Анна сказала, что до сих пор помнит день, когда ее отцу надо было впервые идти на новую работу, мелким чиновником в бюро регистрации предприятий. Все молчали в то утро, а накануне отец не мог заснуть всю ночь. Рано утром отец заявил, что ночью кто-то украл чайник и плитку, но, разумеется, он просто был не в себе от усталости и забыл очки на ночном столике. Отец бродил по комнате из угла в угол, выставив перед собой руки, как слепой. В конце концов мать Анны, посмотрев на мужа, взяла все на себя: одела его, повязала галстук и вытолкнула вниз, на улицу, где он, с видом лунатика, исчез. И, как ей теперь кажется, сказала Анна, этот образ спотыкающегося отца включает в себя много больше. В нем как будто отразилось состояние всей их семьи в тот момент, правильнее сказать — в тот период их жизни, шаткость, от которой они так и не смогли оправиться.
Анна Принц встала из-за стола, когда засвистел чайник. Она выключила конфорку, синеватое пламя гасло медленно, и я почувствовал легкий сладковатый запах газа и аромат чайных листьев. Она поставила на стол чашки и чайник, от которого поднимался пар. На краю чашки была щербинка. Я обвел взглядом кухню и представил ее семью здесь же сорок пять лет назад. Мало что изменилось. Газовая плита, видно, сохранилась с незапамятных времен, стену от потолка до пола прорезала трещина. Окно украшала выгоревшая на солнце занавеска в цветочек. Ярко-оранжевый тостер был приобретением семидесятых годов.
Анна вновь заговорила и рассказала, что теперь в доме помимо нее проживает еще три семьи, одну из которых трудно назвать семьей, поскольку Вальтер Абек живет один и чинит радиоприемники. Правда, поскольку теперь опасность нарваться на неприятности со стороны властей практически исчезла, он меньше занимается ремонтом и больше времени проводит в радиоэфире. Если вечером пройти мимо его комнаты, сказала Анна, из-за двери можно услышать шум и завывания, обрывки фраз на непонятных языках, и среди всего этого Вальтер Абек выискивает разные радиостанции, которые слушает в полном одиночестве, не понимая ни слова. Вальтер даже соорудил на крыше дома кое-как замаскированную вышку для собственной антенны и установил нелепого вида устройство, которое среди соседей обычно именуется рождественской елкой. Анна вспомнила, как однажды заглянула к Вальтеру, он пригласил ее войти и усадил рядом с одним из своих приемников. Она услышала быструю и непонятную речь, временами совершенно пропадавшую, но вдруг нараставшую почти до крика, и шум радиопомех. Когда она с удивлением посмотрела на Вальтера, он шепнул ей в ухо: «Шанхай».
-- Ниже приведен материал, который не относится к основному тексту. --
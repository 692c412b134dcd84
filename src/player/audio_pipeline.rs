use crate::core::{AudioClock, AudioSpec, AudioStreamInfo, Rational};
use crate::player::packet_queue::{PacketQueue, Pop};
use crate::player::source::{AudioFill, Decoder, Receive, Resampler};
use log::{debug, info, warn};
use std::sync::atomic::{AtomicU64, Ordering};
use std::sync::Arc;

/// 音频管线统计（设备线程写，其他线程读）
#[derive(Debug, Default)]
pub struct AudioStats {
    callbacks: AtomicU64,
    bytes_delivered: AtomicU64,
    silence_bytes: AtomicU64,
    underruns: AtomicU64,
    decode_errors: AtomicU64,
}

#[derive(Debug, Clone, Copy, Default, PartialEq, Eq)]
pub struct AudioStatsSnapshot {
    pub callbacks: u64,
    pub bytes_delivered: u64,
    pub silence_bytes: u64,
    pub underruns: u64,
    pub decode_errors: u64,
}

impl AudioStats {
    pub fn snapshot(&self) -> AudioStatsSnapshot {
        AudioStatsSnapshot {
            callbacks: self.callbacks.load(Ordering::Relaxed),
            bytes_delivered: self.bytes_delivered.load(Ordering::Relaxed),
            silence_bytes: self.silence_bytes.load(Ordering::Relaxed),
            underruns: self.underruns.load(Ordering::Relaxed),
            decode_errors: self.decode_errors.load(Ordering::Relaxed),
        }
    }
}

/// 音频拉取管线 - 每条音频流一个实例
///
/// 由音频设备回调驱动：`fill` 从队列取包、解码、重采样，恰好写满请求的字节数。
/// 取不到数据（退出）或出错时用静音补齐，从不向回调抛出错误。
///
/// 解码/重采样状态和残留缓冲区只属于本实例，不与解复用线程共享。
pub struct AudioPipeline<F> {
    queue: Arc<PacketQueue>,
    decoder: Box<dyn Decoder<Frame = F> + Send>,
    resampler: Box<dyn Resampler<Frame = F> + Send>,
    output: AudioSpec,
    time_base: Rational,
    clock: Option<AudioClock>,

    // 已解码、已重采样但尚未交付的字节；0 ≤ index ≤ size ≤ residual.len()
    residual: Vec<u8>,
    index: usize,
    size: usize,

    // 当前数据包可能还有帧未取出
    draining: bool,
    stats: Arc<AudioStats>,
}

impl<F> AudioPipeline<F> {
    pub fn new(
        queue: Arc<PacketQueue>,
        decoder: Box<dyn Decoder<Frame = F> + Send>,
        resampler: Box<dyn Resampler<Frame = F> + Send>,
        stream: &AudioStreamInfo,
        residual_capacity: usize,
    ) -> Self {
        info!(
            "🔊 创建音频拉取管线: 流 #{}, 输出 {} Hz / {} 声道 / {}",
            stream.index,
            stream.output.sample_rate,
            stream.output.channels,
            stream.output.format.name()
        );
        Self {
            queue,
            decoder,
            resampler,
            output: stream.output,
            time_base: stream.time_base,
            clock: None,
            residual: vec![0u8; residual_capacity],
            index: 0,
            size: 0,
            draining: false,
            stats: Arc::new(AudioStats::default()),
        }
    }

    /// 用解码出的包 PTS 校准该时钟
    pub fn with_clock(mut self, clock: AudioClock) -> Self {
        self.clock = Some(clock);
        self
    }

    pub fn stats(&self) -> Arc<AudioStats> {
        self.stats.clone()
    }

    /// 恰好写满 `out`：先交付残留数据，不足时解码下一段，取不到则补静音
    pub fn fill(&mut self, mut out: &mut [u8]) {
        self.stats.callbacks.fetch_add(1, Ordering::Relaxed);

        while !out.is_empty() {
            if self.index >= self.size {
                match self.decode_next() {
                    Some(size) => {
                        self.size = size;
                        self.index = 0;
                    }
                    None => {
                        self.pad_silence(out);
                        return;
                    }
                }
            }

            let len = (self.size - self.index).min(out.len());
            let (head, tail) = std::mem::take(&mut out).split_at_mut(len);
            head.copy_from_slice(&self.residual[self.index..self.index + len]);
            self.index += len;
            self.stats
                .bytes_delivered
                .fetch_add(len as u64, Ordering::Relaxed);
            out = tail;
        }
    }

    fn pad_silence(&mut self, out: &mut [u8]) {
        out.fill(self.output.format.silence_byte());
        self.stats
            .silence_bytes
            .fetch_add(out.len() as u64, Ordering::Relaxed);
        let underruns = self.stats.underruns.fetch_add(1, Ordering::Relaxed) + 1;
        if underruns == 1 || underruns % 100 == 0 {
            debug!("音频欠载 #{}，补 {} 字节静音", underruns, out.len());
        }
    }

    /// 把下一段音频解码到残留缓冲区，返回字节数；欠载或退出时返回 None
    ///
    /// 先把当前包剩余的帧取完，再从队列阻塞取下一个包。
    /// 不产生帧的包不算错误，直接继续下一个。
    fn decode_next(&mut self) -> Option<usize> {
        loop {
            if self.draining {
                match self.decoder.receive_frame() {
                    Ok(Receive::Frame(frame)) => {
                        match self.resampler.convert(&frame, &mut self.residual) {
                            Ok(samples) => {
                                let bytes = self.output.bytes_for(samples).min(self.residual.len());
                                if bytes > 0 {
                                    return Some(bytes);
                                }
                            }
                            Err(e) => {
                                self.stats.decode_errors.fetch_add(1, Ordering::Relaxed);
                                warn!("音频重采样失败（已跳过该帧）: {}", e);
                            }
                        }
                    }
                    Ok(Receive::NeedMoreInput) | Ok(Receive::EndOfStream) => {
                        self.draining = false;
                    }
                    Err(e) => {
                        self.stats.decode_errors.fetch_add(1, Ordering::Relaxed);
                        warn!("音频解码失败（已跳过剩余帧）: {}", e);
                        self.draining = false;
                    }
                }
                continue;
            }

            let packet = match self.queue.get(true) {
                Pop::Packet(packet) => packet,
                Pop::Empty | Pop::Stopped => return None,
            };

            if let (Some(clock), Some(pts)) = (&self.clock, packet.pts) {
                clock.set_time(self.time_base.to_millis(pts));
            }

            match self.decoder.send(&packet) {
                Ok(()) => self.draining = true,
                Err(e) => {
                    self.stats.decode_errors.fetch_add(1, Ordering::Relaxed);
                    warn!("音频数据包解码失败（已跳过）: {}", e);
                }
            }
        }
    }
}

impl<F: 'static> AudioFill for AudioPipeline<F> {
    fn fill(&mut self, out: &mut [u8]) {
        AudioPipeline::fill(self, out)
    }
}

#[cfg(test)]
mod tests {
    use super::*;
    use crate::core::Packet;
    use crate::player::quit::QuitFlag;
    use crate::player::test_support::{PassThroughResampler, ScriptedDecoder, TestFrame, BAD_PAYLOAD};
    use std::thread;
    use std::time::Duration;

    fn stream() -> AudioStreamInfo {
        AudioStreamInfo {
            index: 1,
            time_base: Rational::new(1, 1000),
            source: AudioSpec::s16(44100, 2),
            output: AudioSpec::s16(44100, 2),
        }
    }

    fn pipeline(queue: &Arc<PacketQueue>, chunk: usize) -> AudioPipeline<TestFrame> {
        AudioPipeline::new(
            queue.clone(),
            Box::new(ScriptedDecoder::new(chunk)),
            Box::new(PassThroughResampler { channels: 2 }),
            &stream(),
            288_000,
        )
    }

    fn new_queue() -> (QuitFlag, Arc<PacketQueue>) {
        let quit = QuitFlag::new();
        let queue = Arc::new(PacketQueue::new(quit.clone()));
        (quit, queue)
    }

    fn raise(quit: &QuitFlag, queue: &PacketQueue) {
        quit.raise();
        queue.wake_all();
    }

    #[test]
    fn test_fill_exact_silence_when_stopped() {
        let (quit, queue) = new_queue();
        raise(&quit, &queue);
        let mut pipeline = pipeline(&queue, 1024);

        for n in [0usize, 1, 3, 512, 4096, 10_000] {
            let mut buf = vec![0xFFu8; n];
            pipeline.fill(&mut buf);
            assert_eq!(buf.len(), n);
            assert!(buf.iter().all(|b| *b == 0), "len {} not silent", n);
        }
    }

    #[test]
    fn test_end_to_end_three_packets_then_silence() {
        let (quit, queue) = new_queue();
        for i in 0..3u8 {
            queue
                .put(Packet::new(1, vec![i + 1; 1024]).with_pts(i as i64 * 10))
                .unwrap();
        }
        let mut pipeline = pipeline(&queue, 1024);

        let mut delivered = Vec::new();
        for _ in 0..6 {
            let mut buf = [0u8; 512];
            pipeline.fill(&mut buf);
            delivered.extend_from_slice(&buf);
        }
        assert_eq!(delivered.len(), 3072);
        assert!(delivered[..1024].iter().all(|b| *b == 1));
        assert!(delivered[1024..2048].iter().all(|b| *b == 2));
        assert!(delivered[2048..].iter().all(|b| *b == 3));
        assert_eq!(queue.stats(), (0, 0));

        raise(&quit, &queue);
        let mut buf = [0xEEu8; 512];
        pipeline.fill(&mut buf);
        assert!(buf.iter().all(|b| *b == 0));

        let stats = pipeline.stats().snapshot();
        assert_eq!(stats.callbacks, 7);
        assert_eq!(stats.bytes_delivered, 3072);
        assert_eq!(stats.silence_bytes, 512);
        assert_eq!(stats.underruns, 1);
    }

    #[test]
    fn test_multiple_frames_per_packet_in_order() {
        let (quit, queue) = new_queue();
        let payload: Vec<u8> = (0..1000u32).map(|i| (i / 100) as u8 + 1).collect();
        queue.put(Packet::new(1, payload.clone())).unwrap();
        let mut pipeline = pipeline(&queue, 100);

        let mut buf = vec![0u8; 1000];
        pipeline.fill(&mut buf);
        assert_eq!(buf, payload);

        raise(&quit, &queue);
        let mut tail = [1u8; 16];
        pipeline.fill(&mut tail);
        assert_eq!(tail, [0u8; 16]);
    }

    #[test]
    fn test_frameless_and_bad_packets_are_skipped() {
        let (quit, queue) = new_queue();
        queue.put(Packet::new(1, Vec::new())).unwrap();
        queue.put(Packet::new(1, BAD_PAYLOAD.to_vec())).unwrap();
        queue.put(Packet::new(1, vec![7; 256])).unwrap();
        let mut pipeline = pipeline(&queue, 1024);

        let mut buf = [0u8; 256];
        pipeline.fill(&mut buf);
        assert!(buf.iter().all(|b| *b == 7));
        assert_eq!(pipeline.stats().snapshot().decode_errors, 1);

        raise(&quit, &queue);
    }

    #[test]
    fn test_partial_audio_then_silence_on_quit() {
        let (quit, queue) = new_queue();
        queue.put(Packet::new(1, vec![5; 300])).unwrap();
        let mut pipeline = pipeline(&queue, 1024);

        let stopper = {
            let quit = quit.clone();
            let queue = queue.clone();
            thread::spawn(move || {
                thread::sleep(Duration::from_millis(50));
                raise(&quit, &queue);
            })
        };

        let mut buf = vec![0xFFu8; 1000];
        pipeline.fill(&mut buf);
        stopper.join().unwrap();

        assert!(buf[..300].iter().all(|b| *b == 5));
        assert!(buf[300..].iter().all(|b| *b == 0));
    }

    #[test]
    fn test_fill_waits_for_producer() {
        let (quit, queue) = new_queue();
        let mut pipeline = pipeline(&queue, 4096);

        let producer = {
            let queue = queue.clone();
            thread::spawn(move || {
                for i in 0..4u8 {
                    thread::sleep(Duration::from_millis(10));
                    queue.put(Packet::new(1, vec![i + 1; 512])).unwrap();
                }
            })
        };

        let mut buf = vec![0u8; 2048];
        pipeline.fill(&mut buf);
        producer.join().unwrap();

        for (i, chunk) in buf.chunks(512).enumerate() {
            assert!(chunk.iter().all(|b| *b == i as u8 + 1));
        }
        raise(&quit, &queue);
    }

    #[test]
    fn test_residual_spans_callbacks() {
        let (quit, queue) = new_queue();
        queue.put(Packet::new(1, (0..=255u8).collect())).unwrap();
        let mut pipeline = pipeline(&queue, 1024);

        let mut a = [0u8; 100];
        let mut b = [0u8; 156];
        pipeline.fill(&mut a);
        pipeline.fill(&mut b);
        let joined: Vec<u8> = a.iter().chain(b.iter()).copied().collect();
        assert_eq!(joined, (0..=255u8).collect::<Vec<_>>());
        raise(&quit, &queue);
    }

    #[test]
    fn test_clock_follows_packet_pts() {
        let (quit, queue) = new_queue();
        queue.put(Packet::new(1, vec![1; 64]).with_pts(2500)).unwrap();
        let clock = AudioClock::new();
        let mut pipeline = pipeline(&queue, 1024).with_clock(clock.clone());

        let mut buf = [0u8; 64];
        pipeline.fill(&mut buf);
        assert!(clock.now().unwrap() >= 2500);
        raise(&quit, &queue);
    }
}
Напротив Вальтера Абека, продолжала Анна, то есть над ней, живут Марина и Петер Ландтхалер с двумя дочерьми, Эльке и Сильке, которые только что прошли обряд гражданской конфирмации, и Сильке, младшая, кажется, сведет с ума всех окрестных парней. Это странно, сказала Анна, когда однажды ты встречаешь во дворе ребенка с совершенно незнакомым выражением лица. Под рубашкой наливается грудь, как будто волшебный эфир заполняет детские комнаты в сказочную ночь.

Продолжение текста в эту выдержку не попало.